───── Source material

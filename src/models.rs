use chrono::NaiveDateTime;
use diesel::prelude::*;
use serde_json::Value;
use uuid::Uuid;

use crate::schema::*;

#[derive(Debug, Clone, Queryable, Identifiable)]
#[diesel(table_name = sessions)]
pub struct Session {
    pub id: Uuid,
    pub title: String,
    pub description: Option<String>,
    pub status: String,
    pub invite_code: String,
    pub created_at: NaiveDateTime,
    pub updated_at: NaiveDateTime,
}

#[derive(Debug, Insertable)]
#[diesel(table_name = sessions)]
pub struct NewSession {
    pub id: Uuid,
    pub title: String,
    pub description: Option<String>,
    pub status: String,
    pub invite_code: String,
    pub created_at: NaiveDateTime,
    pub updated_at: NaiveDateTime,
}

#[derive(Debug, Clone, Queryable, Identifiable, Associations)]
#[diesel(table_name = participants)]
#[diesel(belongs_to(Session))]
pub struct Participant {
    pub id: Uuid,
    pub session_id: Uuid,
    pub pseudo: String,
    pub color: String,
    pub is_agent: bool,
    pub last_seen_at: Option<NaiveDateTime>,
    pub current_document_id: Option<Uuid>,
    pub created_at: NaiveDateTime,
}

#[derive(Debug, Insertable)]
#[diesel(table_name = participants)]
pub struct NewParticipant {
    pub id: Uuid,
    pub session_id: Uuid,
    pub pseudo: String,
    pub color: String,
    pub is_agent: bool,
    pub last_seen_at: Option<NaiveDateTime>,
    pub created_at: NaiveDateTime,
}

#[derive(Debug, Clone, Queryable, Identifiable, Associations)]
#[diesel(table_name = documents)]
#[diesel(belongs_to(Session))]
pub struct Document {
    pub id: Uuid,
    pub session_id: Uuid,
    pub parent_id: Option<Uuid>,
    pub title: String,
    pub slug: String,
    pub content: String,
    pub doc_type: String,
    pub metadata: Option<Value>,
    pub sort_order: i32,
    pub current_version: i32,
    pub created_at: NaiveDateTime,
    pub updated_at: NaiveDateTime,
}

#[derive(Debug, Insertable)]
#[diesel(table_name = documents)]
pub struct NewDocument {
    pub id: Uuid,
    pub session_id: Uuid,
    pub parent_id: Option<Uuid>,
    pub title: String,
    pub slug: String,
    pub content: String,
    pub doc_type: String,
    pub metadata: Option<Value>,
    pub sort_order: i32,
    pub current_version: i32,
    pub created_at: NaiveDateTime,
    pub updated_at: NaiveDateTime,
}

#[derive(Debug, Clone, Queryable, Identifiable, Associations)]
#[diesel(table_name = document_versions)]
#[diesel(belongs_to(Document))]
pub struct DocumentVersion {
    pub id: Uuid,
    pub document_id: Uuid,
    pub version: i32,
    pub content: String,
    pub metadata: Option<Value>,
    pub author_id: Option<Uuid>,
    pub change_description: Option<String>,
    pub created_at: NaiveDateTime,
}

#[derive(Debug, Insertable)]
#[diesel(table_name = document_versions)]
pub struct NewDocumentVersion {
    pub id: Uuid,
    pub document_id: Uuid,
    pub version: i32,
    pub content: String,
    pub metadata: Option<Value>,
    pub author_id: Option<Uuid>,
    pub change_description: Option<String>,
    pub created_at: NaiveDateTime,
}

#[derive(Debug, Clone, Queryable, Identifiable, Associations)]
#[diesel(table_name = annotations)]
#[diesel(belongs_to(Document))]
pub struct Annotation {
    pub id: Uuid,
    pub document_id: Uuid,
    pub author_id: Uuid,
    pub parent_id: Option<Uuid>,
    pub resolved_by_id: Option<Uuid>,
    pub content: String,
    pub annotation_type: String,
    pub status: String,
    pub anchor: Option<Value>,
    pub mentions: Value,
    pub taken_into_account: bool,
    pub created_at: NaiveDateTime,
    pub updated_at: NaiveDateTime,
}

impl Annotation {
    pub fn is_reply(&self) -> bool {
        self.parent_id.is_some()
    }

    pub fn mention_ids(&self) -> Vec<Uuid> {
        serde_json::from_value(self.mentions.clone()).unwrap_or_default()
    }
}

#[derive(Debug, Insertable)]
#[diesel(table_name = annotations)]
pub struct NewAnnotation {
    pub id: Uuid,
    pub document_id: Uuid,
    pub author_id: Uuid,
    pub parent_id: Option<Uuid>,
    pub content: String,
    pub annotation_type: String,
    pub status: String,
    pub anchor: Option<Value>,
    pub mentions: Value,
    pub taken_into_account: bool,
    pub created_at: NaiveDateTime,
    pub updated_at: NaiveDateTime,
}

#[derive(Debug, Clone, Queryable, Identifiable, Associations)]
#[diesel(table_name = decisions)]
#[diesel(belongs_to(Session))]
pub struct Decision {
    pub id: Uuid,
    pub session_id: Uuid,
    pub linked_document_id: Option<Uuid>,
    pub title: String,
    pub description: Option<String>,
    pub status: String,
    pub options: Value,
    pub selected_option_id: Option<Uuid>,
    pub is_locked: bool,
    pub created_at: NaiveDateTime,
    pub updated_at: NaiveDateTime,
}

impl Decision {
    pub fn option_list(&self) -> Vec<DecisionOption> {
        serde_json::from_value(self.options.clone()).unwrap_or_default()
    }

    pub fn has_option(&self, option_id: Uuid) -> bool {
        self.option_list().iter().any(|option| option.id == option_id)
    }
}

#[derive(Debug, Insertable)]
#[diesel(table_name = decisions)]
pub struct NewDecision {
    pub id: Uuid,
    pub session_id: Uuid,
    pub linked_document_id: Option<Uuid>,
    pub title: String,
    pub description: Option<String>,
    pub status: String,
    pub options: Value,
    pub is_locked: bool,
    pub created_at: NaiveDateTime,
    pub updated_at: NaiveDateTime,
}

/// One entry of the ordered `decisions.options` JSON array.
#[derive(Debug, Clone, PartialEq, serde::Serialize, serde::Deserialize)]
pub struct DecisionOption {
    pub id: Uuid,
    pub label: String,
    #[serde(default)]
    pub description: Option<String>,
}

#[derive(Debug, Clone, Queryable, Identifiable, Associations)]
#[diesel(table_name = votes)]
#[diesel(belongs_to(Decision))]
pub struct Vote {
    pub id: Uuid,
    pub decision_id: Uuid,
    pub participant_id: Uuid,
    pub option_id: Uuid,
    pub comment: Option<String>,
    pub created_at: NaiveDateTime,
}

#[derive(Debug, Insertable)]
#[diesel(table_name = votes)]
pub struct NewVote {
    pub id: Uuid,
    pub decision_id: Uuid,
    pub participant_id: Uuid,
    pub option_id: Uuid,
    pub comment: Option<String>,
    pub created_at: NaiveDateTime,
}
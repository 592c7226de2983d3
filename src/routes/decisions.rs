use axum::{
    extract::{Path, Query, State},
    http::StatusCode,
    Json,
};
use diesel::PgConnection;
use serde::Deserialize;
use serde_json::{json, Value};
use uuid::Uuid;

use crate::enums::DecisionStatus;
use crate::error::{AppError, AppResult};
use crate::models::Decision;
use crate::services::decisions::{self, Arbitration, OptionInput};
use crate::services::documents::find_document;
use crate::services::sessions::{find_participant, find_session};
use crate::state::AppState;
use crate::views::{decision_views, DecisionView};

use super::{
    ensure_member, parse_choice, parse_id, parse_optional_choice, parse_optional_id, required,
};

const INVALID_ID: &str = "ID invalide";
const MIN_OPTIONS_MESSAGE: &str = "Au moins 2 options sont requises";

#[derive(Deserialize)]
pub struct CreateDecisionRequest {
    pub session_id: Option<String>,
    pub title: Option<String>,
    pub description: Option<String>,
    pub options: Option<Value>,
    pub linked_document_id: Option<String>,
    pub document_id: Option<String>,
}

#[derive(Debug, Default, Deserialize)]
pub struct DecisionListQuery {
    pub document_id: Option<String>,
    pub status: Option<String>,
}

#[derive(Deserialize)]
pub struct VoteRequest {
    pub participant_id: Option<String>,
    pub option_id: Option<String>,
    pub comment: Option<String>,
}

#[derive(Deserialize)]
pub struct UpdateStatusRequest {
    pub status: Option<String>,
}

#[derive(Deserialize)]
pub struct ValidateRequest {
    pub selected_option_id: Option<String>,
}

/// Options may be plain labels or `{label|text, description}` objects.
/// Items without a usable label are dropped before counting.
pub(crate) fn normalize_options(raw: Option<&Value>) -> AppResult<Vec<OptionInput>> {
    let options: Vec<OptionInput> = raw
        .and_then(Value::as_array)
        .map(|items| items.iter().filter_map(option_input).collect())
        .unwrap_or_default();

    if options.len() < 2 {
        return Err(AppError::bad_request(MIN_OPTIONS_MESSAGE));
    }
    Ok(options)
}

fn option_input(item: &Value) -> Option<OptionInput> {
    let (label, description) = match item {
        Value::String(label) => (label.as_str(), None),
        Value::Object(fields) => (
            fields
                .get("label")
                .or_else(|| fields.get("text"))
                .and_then(Value::as_str)?,
            fields
                .get("description")
                .and_then(Value::as_str)
                .map(str::to_string),
        ),
        _ => return None,
    };
    let label = label.trim();
    if label.is_empty() {
        return None;
    }
    Some(OptionInput {
        label: label.to_string(),
        description,
    })
}

fn decision_view(conn: &mut PgConnection, decision: Decision) -> AppResult<DecisionView> {
    decision_views(conn, vec![decision])?
        .pop()
        .ok_or_else(|| AppError::not_found("Décision non trouvée"))
}

fn load_decision(conn: &mut PgConnection, id: &str) -> AppResult<Decision> {
    let decision_id = parse_id(id, INVALID_ID)?;
    Ok(decisions::find_decision(conn, decision_id)?)
}

fn option_id(decision: &Decision, raw: &str) -> AppResult<Uuid> {
    Uuid::parse_str(raw.trim())
        .ok()
        .filter(|id| decision.has_option(*id))
        .ok_or_else(|| AppError::bad_request("Option invalide"))
}

pub async fn create_decision(
    State(state): State<AppState>,
    Json(payload): Json<CreateDecisionRequest>,
) -> AppResult<(StatusCode, Json<DecisionView>)> {
    let session_id = required(payload.session_id.as_deref(), "session_id est requis")?;
    let title = required(payload.title.as_deref(), "Le titre est requis")?;
    let options = normalize_options(payload.options.as_ref())?;
    let session_id = parse_id(session_id, INVALID_ID)?;
    let document_id = parse_optional_id(
        payload
            .linked_document_id
            .as_deref()
            .or(payload.document_id.as_deref()),
        INVALID_ID,
    )?;

    let mut conn = state.db()?;
    let session = find_session(&mut conn, session_id)?;
    // A link to a document that no longer exists is dropped.
    let linked_document_id = match document_id {
        Some(id) => find_document(&mut conn, id)
            .ok()
            .filter(|document| document.session_id == session.id)
            .map(|document| document.id),
        None => None,
    };

    let decision = decisions::create_decision(
        &mut conn,
        state.publisher.as_ref(),
        session.id,
        title,
        options,
        payload.description.clone(),
        linked_document_id,
    )?;
    Ok((StatusCode::CREATED, Json(decision_view(&mut conn, decision)?)))
}

pub async fn list_decisions(
    State(state): State<AppState>,
    Path(id): Path<String>,
    Query(query): Query<DecisionListQuery>,
) -> AppResult<Json<Vec<DecisionView>>> {
    let session_id = parse_id(&id, INVALID_ID)?;
    let document_id = parse_optional_id(query.document_id.as_deref(), INVALID_ID)?;
    let status: Option<DecisionStatus> =
        parse_optional_choice(query.status.as_deref(), "Statut invalide")?;

    let mut conn = state.db()?;
    let session = find_session(&mut conn, session_id)?;
    let rows = decisions::list_decisions(&mut conn, session.id, document_id, status)?;
    Ok(Json(decision_views(&mut conn, rows)?))
}

pub async fn list_arbitrations(
    State(state): State<AppState>,
    Path(id): Path<String>,
) -> AppResult<Json<Vec<Arbitration>>> {
    let session_id = parse_id(&id, INVALID_ID)?;
    let mut conn = state.db()?;
    let session = find_session(&mut conn, session_id)?;
    Ok(Json(decisions::arbitrations(&mut conn, session.id)?))
}

pub async fn get_decision(
    State(state): State<AppState>,
    Path(id): Path<String>,
) -> AppResult<Json<DecisionView>> {
    let mut conn = state.db()?;
    let decision = load_decision(&mut conn, &id)?;
    Ok(Json(decision_view(&mut conn, decision)?))
}

pub async fn vote(
    State(state): State<AppState>,
    Path(id): Path<String>,
    Json(payload): Json<VoteRequest>,
) -> AppResult<Json<Value>> {
    let mut conn = state.db()?;
    let decision = load_decision(&mut conn, &id)?;
    let participant_id =
        required(payload.participant_id.as_deref(), "participant_id est requis")?;
    let raw_option = required(payload.option_id.as_deref(), "option_id est requis")?;
    let participant = find_participant(&mut conn, parse_id(participant_id, INVALID_ID)?)?;
    let participant = ensure_member(participant, decision.session_id)?;
    let option_id = option_id(&decision, raw_option)?;

    let vote = decisions::vote(
        &mut conn,
        state.publisher.as_ref(),
        &decision,
        &participant,
        option_id,
        payload.comment.clone(),
    )?;
    let stats = decisions::vote_stats(&mut conn, &decision)?;

    Ok(Json(json!({
        "vote": {
            "id": vote.id,
            "option_id": vote.option_id,
            "comment": vote.comment,
        },
        "stats": stats,
    })))
}

pub async fn remove_vote(
    State(state): State<AppState>,
    Path((id, participant_id)): Path<(String, String)>,
) -> AppResult<Json<DecisionView>> {
    let mut conn = state.db()?;
    let decision = load_decision(&mut conn, &id)?;
    let participant_id = parse_id(&participant_id, INVALID_ID)?;
    decisions::remove_vote(&mut conn, state.publisher.as_ref(), &decision, participant_id)?;
    Ok(Json(decision_view(&mut conn, decision)?))
}

pub async fn update_status(
    State(state): State<AppState>,
    Path(id): Path<String>,
    Json(payload): Json<UpdateStatusRequest>,
) -> AppResult<Json<DecisionView>> {
    let mut conn = state.db()?;
    let decision = load_decision(&mut conn, &id)?;
    let status: DecisionStatus = parse_choice(
        required(payload.status.as_deref(), "Statut invalide")?,
        "Statut invalide",
    )?;
    let updated =
        decisions::update_decision_status(&mut conn, state.publisher.as_ref(), &decision, status)?;
    Ok(Json(decision_view(&mut conn, updated)?))
}

pub async fn validate(
    State(state): State<AppState>,
    Path(id): Path<String>,
    Json(payload): Json<ValidateRequest>,
) -> AppResult<Json<DecisionView>> {
    let mut conn = state.db()?;
    let decision = load_decision(&mut conn, &id)?;
    let raw_option = required(
        payload.selected_option_id.as_deref(),
        "selected_option_id est requis",
    )?;
    let selected = option_id(&decision, raw_option)?;
    let validated =
        decisions::validate_decision(&mut conn, state.publisher.as_ref(), &decision, selected)?;
    Ok(Json(decision_view(&mut conn, validated)?))
}

pub async fn postpone(
    State(state): State<AppState>,
    Path(id): Path<String>,
) -> AppResult<Json<DecisionView>> {
    let mut conn = state.db()?;
    let decision = load_decision(&mut conn, &id)?;
    let postponed = decisions::postpone_decision(&mut conn, state.publisher.as_ref(), &decision)?;
    Ok(Json(decision_view(&mut conn, postponed)?))
}

pub async fn delete_decision(
    State(state): State<AppState>,
    Path(id): Path<String>,
) -> AppResult<Json<Value>> {
    let mut conn = state.db()?;
    let decision = load_decision(&mut conn, &id)?;
    decisions::delete_decision(&mut conn, state.publisher.as_ref(), &decision)?;
    Ok(Json(json!({ "success": true })))
}

#[cfg(test)]
mod tests {
    use super::*;

    #[test]
    fn options_accept_strings_and_objects() {
        let raw = json!([
            "Option A",
            { "text": "Option B" },
            { "label": "Option C", "description": "Plus lente" },
            42
        ]);
        let options = normalize_options(Some(&raw)).unwrap();
        let labels: Vec<&str> = options.iter().map(|o| o.label.as_str()).collect();
        assert_eq!(labels, vec!["Option A", "Option B", "Option C"]);
        assert_eq!(options[2].description.as_deref(), Some("Plus lente"));
    }

    #[test]
    fn fewer_than_two_options_is_rejected() {
        for raw in [
            json!(["seule"]),
            json!("A, B"),
            json!([]),
            json!(["A", 42]),
            json!(["A", "   "]),
            json!(["A", { "description": "sans titre" }]),
        ] {
            let err = normalize_options(Some(&raw)).unwrap_err();
            assert_eq!(err.status(), StatusCode::BAD_REQUEST);
            assert_eq!(err.message(), MIN_OPTIONS_MESSAGE);
        }
        assert!(normalize_options(None).is_err());
    }
}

──────────

Exercise goal:
Every line of the listing that includes "collect" must be shown.

Answer to the exercise:
        .map(|items| items.iter().filter_map(option_input).collect())
        let labels: Vec<&str> = options.iter().map(|o| o.label.as_str()).collect();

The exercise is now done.